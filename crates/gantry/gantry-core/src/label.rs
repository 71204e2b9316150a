//! Target labels.
//!
//! A label names one target in the build graph: `//base/files:files`.
//! The optional parenthesized suffix names the toolchain the target was
//! resolved in: `//base/files:files(//build/toolchain:arm64)`. Labels in
//! this crate are always source-absolute; relative-label resolution
//! happens in the build-language frontend before the graph reaches us.

use std::fmt;

use crate::errors::LabelError;

/// A resolved target label: directory, short name, and optional toolchain.
#[derive(Debug, Clone, PartialEq, Eq, Hash, PartialOrd, Ord)]
pub struct Label {
    /// Source-absolute directory, always with a trailing slash (`//foo/`).
    dir: String,
    /// Short name of the target within `dir`.
    name: String,
    /// Toolchain directory, empty when the label carries no toolchain.
    toolchain_dir: String,
    /// Toolchain short name, empty when the label carries no toolchain.
    toolchain_name: String,
}

impl Label {
    /// Create a label with no toolchain. `dir` is normalized to carry a
    /// trailing slash.
    pub fn new(dir: &str, name: &str) -> Label {
        Label {
            dir: normalize_dir(dir),
            name: name.to_string(),
            toolchain_dir: String::new(),
            toolchain_name: String::new(),
        }
    }

    /// Create a label in an explicit toolchain.
    pub fn with_toolchain(dir: &str, name: &str, toolchain_dir: &str, toolchain_name: &str) -> Label {
        Label {
            dir: normalize_dir(dir),
            name: name.to_string(),
            toolchain_dir: normalize_dir(toolchain_dir),
            toolchain_name: toolchain_name.to_string(),
        }
    }

    /// Parse a source-absolute label such as `//foo/bar:baz` or
    /// `//foo/bar:baz(//build/toolchain:arm64)`.
    ///
    /// When the name part is omitted (`//foo/bar`), the last directory
    /// component is implied as the name.
    pub fn parse(input: &str) -> Result<Label, LabelError> {
        let (body, toolchain) = split_toolchain(input)?;

        let toolchain = match toolchain {
            Some("") | None => None,
            Some(tc) => Some(Box::new(Label::parse(tc)?)),
        };
        if let Some(tc) = &toolchain {
            if tc.has_toolchain() {
                return Err(LabelError::NestedToolchain(input.to_string()));
            }
        }

        if !body.starts_with("//") {
            return Err(LabelError::NotSourceAbsolute(input.to_string()));
        }

        let (dir, name) = match body.rfind(':') {
            Some(colon) => (&body[..colon], &body[colon + 1..]),
            None => {
                // Implied name: the last directory component.
                let trimmed = body.trim_end_matches('/');
                match trimmed.rsplit('/').next() {
                    Some(last) if !last.is_empty() => (body, last),
                    _ => return Err(LabelError::EmptyName(input.to_string())),
                }
            }
        };
        if name.is_empty() {
            return Err(LabelError::EmptyName(input.to_string()));
        }

        Ok(match toolchain {
            Some(tc) => Label::with_toolchain(dir, name, tc.dir(), tc.name()),
            None => Label::new(dir, name),
        })
    }

    /// Source-absolute directory with a trailing slash.
    pub fn dir(&self) -> &str {
        &self.dir
    }

    pub fn name(&self) -> &str {
        &self.name
    }

    pub fn toolchain_dir(&self) -> &str {
        &self.toolchain_dir
    }

    pub fn toolchain_name(&self) -> &str {
        &self.toolchain_name
    }

    pub fn has_toolchain(&self) -> bool {
        !self.toolchain_dir.is_empty() || !self.toolchain_name.is_empty()
    }

    /// True when both labels were resolved in the same toolchain.
    pub fn toolchains_equal(&self, other: &Label) -> bool {
        self.toolchain_dir == other.toolchain_dir && self.toolchain_name == other.toolchain_name
    }

    /// True when the labels name the same target, ignoring the toolchain.
    pub fn matches_except_toolchain(&self, other: &Label) -> bool {
        self.dir == other.dir && self.name == other.name
    }

    /// Render the label the way users see it in messages:
    /// `//foo/bar:baz`, with `(//tc:name)` appended when
    /// `include_toolchain` is set and the label has one.
    pub fn user_visible_name(&self, include_toolchain: bool) -> String {
        let mut out = String::with_capacity(self.dir.len() + self.name.len() + 1);
        out.push_str(dir_no_trailing_slash(&self.dir));
        out.push(':');
        out.push_str(&self.name);
        if include_toolchain && self.has_toolchain() {
            out.push('(');
            out.push_str(dir_no_trailing_slash(&self.toolchain_dir));
            out.push(':');
            out.push_str(&self.toolchain_name);
            out.push(')');
        }
        out
    }
}

impl fmt::Display for Label {
    fn fmt(&self, f: &mut fmt::Formatter<'_>) -> fmt::Result {
        f.write_str(&self.user_visible_name(false))
    }
}

/// Split `body(toolchain)` into its two parts.
fn split_toolchain(input: &str) -> Result<(&str, Option<&str>), LabelError> {
    match input.find('(') {
        None => Ok((input, None)),
        Some(open) => {
            if !input.ends_with(')') {
                return Err(LabelError::UnterminatedToolchain(input.to_string()));
            }
            Ok((&input[..open], Some(&input[open + 1..input.len() - 1])))
        }
    }
}

fn normalize_dir(dir: &str) -> String {
    if dir.ends_with('/') {
        dir.to_string()
    } else {
        format!("{dir}/")
    }
}

fn dir_no_trailing_slash(dir: &str) -> &str {
    if dir.len() > 2 && dir.ends_with('/') {
        &dir[..dir.len() - 1]
    } else {
        dir
    }
}

#[cfg(test)]
mod tests {
    use super::*;

    #[test]
    fn parse_explicit_name() {
        let label = Label::parse("//base/files:files").unwrap();
        assert_eq!(label.dir(), "//base/files/");
        assert_eq!(label.name(), "files");
        assert!(!label.has_toolchain());
    }

    #[test]
    fn parse_implied_name() {
        let label = Label::parse("//base/files").unwrap();
        assert_eq!(label.dir(), "//base/files/");
        assert_eq!(label.name(), "files");
    }

    #[test]
    fn parse_with_toolchain() {
        let label = Label::parse("//base:base(//build/toolchain:arm64)").unwrap();
        assert_eq!(label.toolchain_dir(), "//build/toolchain/");
        assert_eq!(label.toolchain_name(), "arm64");
        assert!(label.has_toolchain());
    }

    #[test]
    fn parse_empty_toolchain_parens() {
        let label = Label::parse("//base()").unwrap();
        assert_eq!(label.name(), "base");
        assert!(!label.has_toolchain());
    }

    #[test]
    fn parse_rejects_relative() {
        assert!(Label::parse("base:base").is_err());
        assert!(Label::parse(":base").is_err());
        assert!(Label::parse("").is_err());
    }

    #[test]
    fn parse_rejects_unterminated_toolchain() {
        assert!(Label::parse("//foo(//bar").is_err());
    }

    #[test]
    fn user_visible_name() {
        let label = Label::with_toolchain("//base/files", "files", "//tc", "arm64");
        assert_eq!(label.user_visible_name(false), "//base/files:files");
        assert_eq!(
            label.user_visible_name(true),
            "//base/files:files(//tc:arm64)"
        );
    }

    #[test]
    fn user_visible_name_root_dir() {
        let label = Label::new("//", "root");
        assert_eq!(label.user_visible_name(false), "//:root");
    }

    #[test]
    fn toolchains_equal() {
        let a = Label::with_toolchain("//a", "a", "//tc", "default");
        let b = Label::with_toolchain("//b", "b", "//tc", "default");
        let c = Label::with_toolchain("//b", "b", "//tc", "arm64");
        assert!(a.toolchains_equal(&b));
        assert!(!a.toolchains_equal(&c));
        assert!(b.matches_except_toolchain(&c));
    }
}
....
__Exercise details__. Retype the listing from its first line onward, stopping after the line that contains "#[derive(Debug, Clone, PartialEq, Eq, Hash, PartialOrd, Ord)]" has been retyped in full.

__Response to this exercise__.
filename crates/gantry/gantry-core/src/label.rs
repository 71204e2b9316150a
//! Target labels.
//!
//! A label names one target in the build graph: `//base/files:files`.
//! The optional parenthesized suffix names the toolchain the target was
//! resolved in: `//base/files:files(//build/toolchain:arm64)`. Labels in
//! this crate are always source-absolute; relative-label resolution
//! happens in the build-language frontend before the graph reaches us.

use std::fmt;

use crate::errors::LabelError;

/// A resolved target label: directory, short name, and optional toolchain.
#[derive(Debug, Clone, PartialEq, Eq, Hash, PartialOrd, Ord)]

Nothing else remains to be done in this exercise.